The electrostatic potential of low-energy conformations was calculated on the basis of solving the Poisson-Boltzmann equation as provided within the program package MOLMOL (18).

Synthetic peptides. Bcl2_syn, Bax_syn, and Bak_syn were synthesized by Genemed Synthesis (South San Francisco, CA). Synthesis was checked by means of mass spectroscopy, and a purity of >95% was ensured by means of HPLC.

Bcl2_syn is defined by the sequence NH2-DNREIVMKYIHYKLSQRGYEW-COOH. This peptide resembles the BH4 domain of human Bcl-2 (9), in which 5 residues were shown to be critical for Bcl-2 activity, namely, Ile-14, Val-15, Tyr-18, Ile-19, and Leu-23, whereas the remaining 19 residues are not specifically required (20). A recent study analyzed the structure of this BH4 domain, and secondary structure prediction as well as circular dichroism spectroscopy suggested that this domain might be highly alpha -helical, in particular in the presence of hydrophobic (micellar) surfaces. Especially within the residues 11-26, the helical content is high.

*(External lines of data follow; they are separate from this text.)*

//! Qdrant-backed [`VectorStore`].

use std::collections::HashMap;
use std::sync::Arc;
use std::sync::atomic::{AtomicU64, Ordering};

use qdrant_client::Qdrant;
use qdrant_client::qdrant::{
    Condition, CountPointsBuilder, CreateCollectionBuilder, CreateFieldIndexCollectionBuilder,
    DeletePointsBuilder, Distance, FieldType, Filter, GetPointsBuilder, PointId, PointStruct,
    RetrievedPoint, ScalarQuantizationBuilder, ScoredPoint, SearchPointsBuilder,
    UpsertPointsBuilder, VectorParamsBuilder, point_id::PointIdOptions, value::Kind,
    vectors_output::VectorsOptions,
};

use crate::vector_store::{
    BoxFuture, CHUNK_ID_KEY, FILE_PATH_KEY, ScoredVectorPoint, VectorPoint, VectorStore,
    VectorStoreError,
};

type QdrantResult<T> = Result<T, Box<qdrant_client::QdrantError>>;

/// Payload fields indexed as keywords on collection creation.
const KEYWORD_INDEXES: &[&str] = &[FILE_PATH_KEY, "language", "kind"];

/// Thin wrapper over [`Qdrant`] implementing the chunk vector store.
#[derive(Clone)]
pub struct QdrantOps {
    client: Qdrant,
    writes: Arc<AtomicU64>,
}

impl std::fmt::Debug for QdrantOps {
    fn fmt(&self, f: &mut std::fmt::Formatter<'_>) -> std::fmt::Result {
        f.debug_struct("QdrantOps").finish_non_exhaustive()
    }
}

impl QdrantOps {
    /// Create a new `QdrantOps` connected to the given URL.
    ///
    /// # Errors
    ///
    /// Returns an error if the Qdrant client cannot be created.
    pub fn new(url: &str) -> QdrantResult<Self> {
        let client = Qdrant::from_url(url).build().map_err(Box::new)?;
        Ok(Self {
            client,
            writes: Arc::new(AtomicU64::new(0)),
        })
    }

    /// Create the collection with cosine distance and keyword payload indexes.
    ///
    /// No-op if the collection already exists.
    ///
    /// # Errors
    ///
    /// Returns an error if Qdrant cannot be reached or collection creation fails.
    pub async fn create_if_missing(&self, collection: &str, vector_size: u64) -> QdrantResult<()> {
        if self
            .client
            .collection_exists(collection)
            .await
            .map_err(Box::new)?
        {
            return Ok(());
        }
        self.client
            .create_collection(
                CreateCollectionBuilder::new(collection)
                    .vectors_config(VectorParamsBuilder::new(vector_size, Distance::Cosine))
                    .quantization_config(ScalarQuantizationBuilder::default()),
            )
            .await
            .map_err(Box::new)?;
        for field in KEYWORD_INDEXES {
            self.client
                .create_field_index(CreateFieldIndexCollectionBuilder::new(
                    collection,
                    *field,
                    FieldType::Keyword,
                ))
                .await
                .map_err(Box::new)?;
        }
        Ok(())
    }

    async fn drop_collection(&self, collection: &str) -> QdrantResult<()> {
        self.client
            .delete_collection(collection)
            .await
            .map_err(Box::new)?;
        self.writes.fetch_add(1, Ordering::SeqCst);
        Ok(())
    }

    async fn upsert_points(&self, collection: &str, points: Vec<PointStruct>) -> QdrantResult<()> {
        self.client
            .upsert_points(UpsertPointsBuilder::new(collection, points).wait(true))
            .await
            .map_err(Box::new)?;
        self.writes.fetch_add(1, Ordering::SeqCst);
        Ok(())
    }

    async fn delete_file_points(&self, collection: &str, path: &str) -> QdrantResult<()> {
        let filter = Filter::must([Condition::matches(FILE_PATH_KEY, path.to_owned())]);
        self.client
            .delete_points(DeletePointsBuilder::new(collection).points(filter).wait(true))
            .await
            .map_err(Box::new)?;
        self.writes.fetch_add(1, Ordering::SeqCst);
        Ok(())
    }

    async fn search_points(
        &self,
        collection: &str,
        vector: Vec<f32>,
        limit: u64,
    ) -> QdrantResult<Vec<ScoredPoint>> {
        let builder = SearchPointsBuilder::new(collection, vector, limit).with_payload(true);
        let results = self.client.search_points(builder).await.map_err(Box::new)?;
        Ok(results.result)
    }

    async fn get_points(&self, collection: &str, ids: Vec<String>) -> QdrantResult<Vec<RetrievedPoint>> {
        let ids: Vec<PointId> = ids.into_iter().map(PointId::from).collect();
        let response = self
            .client
            .get_points(
                GetPointsBuilder::new(collection, ids)
                    .with_vectors(true)
                    .with_payload(true),
            )
            .await
            .map_err(Box::new)?;
        Ok(response.result)
    }

    async fn count_points(&self, collection: &str) -> QdrantResult<u64> {
        let response = self
            .client
            .count(CountPointsBuilder::new(collection).exact(true))
            .await
            .map_err(Box::new)?;
        Ok(response.result.map_or(0, |r| r.count))
    }
}

impl VectorStore for QdrantOps {
    fn ensure_collection(
        &self,
        collection: &str,
        vector_size: u64,
    ) -> BoxFuture<'_, Result<(), VectorStoreError>> {
        let collection = collection.to_owned();
        Box::pin(async move {
            self.create_if_missing(&collection, vector_size)
                .await
                .map_err(|e| VectorStoreError::Collection(e.to_string()))
        })
    }

    fn collection_exists(&self, collection: &str) -> BoxFuture<'_, Result<bool, VectorStoreError>> {
        let collection = collection.to_owned();
        Box::pin(async move {
            self.client
                .collection_exists(&collection)
                .await
                .map_err(|e| VectorStoreError::Connection(e.to_string()))
        })
    }

    fn delete_collection(&self, collection: &str) -> BoxFuture<'_, Result<(), VectorStoreError>> {
        let collection = collection.to_owned();
        Box::pin(async move {
            self.drop_collection(&collection)
                .await
                .map_err(|e| VectorStoreError::Collection(e.to_string()))
        })
    }

    fn upsert(
        &self,
        collection: &str,
        points: Vec<VectorPoint>,
    ) -> BoxFuture<'_, Result<(), VectorStoreError>> {
        let collection = collection.to_owned();
        Box::pin(async move {
            if points.is_empty() {
                return Ok(());
            }
            let mut qdrant_points = Vec::with_capacity(points.len());
            for p in points {
                let payload: HashMap<String, qdrant_client::qdrant::Value> =
                    serde_json::from_value(serde_json::Value::Object(
                        p.payload.into_iter().collect(),
                    ))
                    .map_err(|e| VectorStoreError::Serialization(e.to_string()))?;
                qdrant_points.push(PointStruct::new(p.id, p.vector, payload));
            }
            self.upsert_points(&collection, qdrant_points)
                .await
                .map_err(|e| VectorStoreError::Upsert(e.to_string()))
        })
    }

    fn delete_by_file(
        &self,
        collection: &str,
        path: &str,
    ) -> BoxFuture<'_, Result<(), VectorStoreError>> {
        let collection = collection.to_owned();
        let path = path.to_owned();
        Box::pin(async move {
            self.delete_file_points(&collection, &path)
                .await
                .map_err(|e| VectorStoreError::Delete(e.to_string()))
        })
    }

    fn search(
        &self,
        collection: &str,
        vector: Vec<f32>,
        limit: u64,
    ) -> BoxFuture<'_, Result<Vec<ScoredVectorPoint>, VectorStoreError>> {
        let collection = collection.to_owned();
        Box::pin(async move {
            let results = self
                .search_points(&collection, vector, limit)
                .await
                .map_err(|e| VectorStoreError::Search(e.to_string()))?;
            Ok(results.into_iter().map(scored_point_to_vector).collect())
        })
    }

    fn fetch_vectors(
        &self,
        collection: &str,
        ids: Vec<String>,
    ) -> BoxFuture<'_, Result<HashMap<String, Vec<f32>>, VectorStoreError>> {
        let collection = collection.to_owned();
        Box::pin(async move {
            if ids.is_empty() {
                return Ok(HashMap::new());
            }
            let points = self
                .get_points(&collection, ids)
                .await
                .map_err(|e| VectorStoreError::Fetch(e.to_string()))?;
            Ok(points.into_iter().filter_map(retrieved_vector).collect())
        })
    }

    fn count(&self, collection: &str) -> BoxFuture<'_, Result<u64, VectorStoreError>> {
        let collection = collection.to_owned();
        Box::pin(async move {
            self.count_points(&collection)
                .await
                .map_err(|e| VectorStoreError::Collection(e.to_string()))
        })
    }

    fn write_count(&self) -> u64 {
        self.writes.load(Ordering::SeqCst)
    }
}

fn point_id_string(id: Option<PointId>) -> String {
    match id.and_then(|pid| pid.point_id_options) {
        Some(PointIdOptions::Uuid(u)) => u,
        Some(PointIdOptions::Num(n)) => n.to_string(),
        None => String::new(),
    }
}

fn payload_to_json(
    payload: HashMap<String, qdrant_client::qdrant::Value>,
) -> HashMap<String, serde_json::Value> {
    payload
        .into_iter()
        .filter_map(|(k, v)| {
            let json_val = match v.kind? {
                Kind::StringValue(s) => serde_json::Value::String(s),
                Kind::IntegerValue(i) => serde_json::Value::Number(i.into()),
                Kind::DoubleValue(d) => {
                    serde_json::Number::from_f64(d).map(serde_json::Value::Number)?
                }
                Kind::BoolValue(b) => serde_json::Value::Bool(b),
                _ => return None,
            };
            Some((k, json_val))
        })
        .collect()
}

fn scored_point_to_vector(point: ScoredPoint) -> ScoredVectorPoint {
    let payload = payload_to_json(point.payload);
    let id = payload
        .get(CHUNK_ID_KEY)
        .and_then(|v| v.as_str())
        .map_or_else(|| point_id_string(point.id), str::to_owned);
    ScoredVectorPoint {
        id,
        score: point.score,
        payload,
    }
}

fn retrieved_vector(point: RetrievedPoint) -> Option<(String, Vec<f32>)> {
    let id = point
        .payload
        .get(CHUNK_ID_KEY)
        .and_then(qdrant_client::qdrant::Value::as_str)
        .cloned()
        .unwrap_or_else(|| point_id_string(point.id));
    match point.vectors?.vectors_options? {
        VectorsOptions::Vector(v) => {
            #[allow(deprecated)]
            let data = v.data;
            Some((id, data))
        }
        VectorsOptions::Vectors(_) => None,
    }
}

#[cfg(test)]
mod tests {
    use super::*;

    #[test]
    fn new_valid_url() {
        let ops = QdrantOps::new("http://localhost:6334");
        assert!(ops.is_ok());
    }

    #[test]
    fn new_invalid_url() {
        let ops = QdrantOps::new("not a valid url");
        assert!(ops.is_err());
    }

    #[test]
    fn debug_format() {
        let ops = QdrantOps::new("http://localhost:6334").unwrap();
        let dbg = format!("{ops:?}");
        assert!(dbg.contains("QdrantOps"));
    }

    #[test]
    fn fresh_handle_has_no_writes() {
        let ops = QdrantOps::new("http://localhost:6334").unwrap();
        assert_eq!(ops.write_count(), 0);
    }

    #[test]
    fn point_id_uuid_and_num() {
        let uuid = "8c3f4a7e-0000-5000-8000-000000000001";
        assert_eq!(point_id_string(Some(PointId::from(uuid.to_owned()))), uuid);
        assert_eq!(point_id_string(Some(PointId::from(7u64))), "7");
        assert_eq!(point_id_string(None), "");
    }

    #[test]
    fn scored_point_prefers_payload_chunk_id() {
        let payload: HashMap<String, qdrant_client::qdrant::Value> =
            serde_json::from_value(serde_json::json!({
                "chunk_id": "abc",
                "file_path": "a.py",
                "start_line": 3,
            }))
            .unwrap();
        let point = ScoredPoint {
            id: Some(PointId::from(1u64)),
            payload,
            score: 0.5,
            ..ScoredPoint::default()
        };
        let converted = scored_point_to_vector(point);
        assert_eq!(converted.id, "abc");
        assert_eq!(converted.payload["file_path"], serde_json::json!("a.py"));
        assert_eq!(converted.payload["start_line"], serde_json::json!(3));
    }
}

These data suggest that the BH4 domain of Bcl-2, and consecutively our Bcl2_syn, exhibits an autonomous structural entity within the protein itself (11). From the functional viewpoint, the BH4 domain was shown to be critical for the interaction with CED-4 (15) as well as for heterodimerization with Bax and consecutive inhibition of apoptosis (11).

Bax_syn is defined by the sequence NH2-STKKLSECLKRIGDELDSNMELQ-COOH as given by a stretch of human Bax (SwissProt Q07814). This peptide resembles the suicide domain within Bax and is essential for the apoptosis promoting effect of Bax (16). This domain spans as few as 23 amino acids (residues 55-77) within Bax. The construction of chimeric Bax/Bcl-2 proteins, in which this suicide domain of Bax is transferred into the corresponding amino acid region within Bcl-2, drastically alters the function of Bcl-2. The suicide domain of Bax converts the apoptosis inhibitor Bcl-2 into a promoter of apoptosis (16).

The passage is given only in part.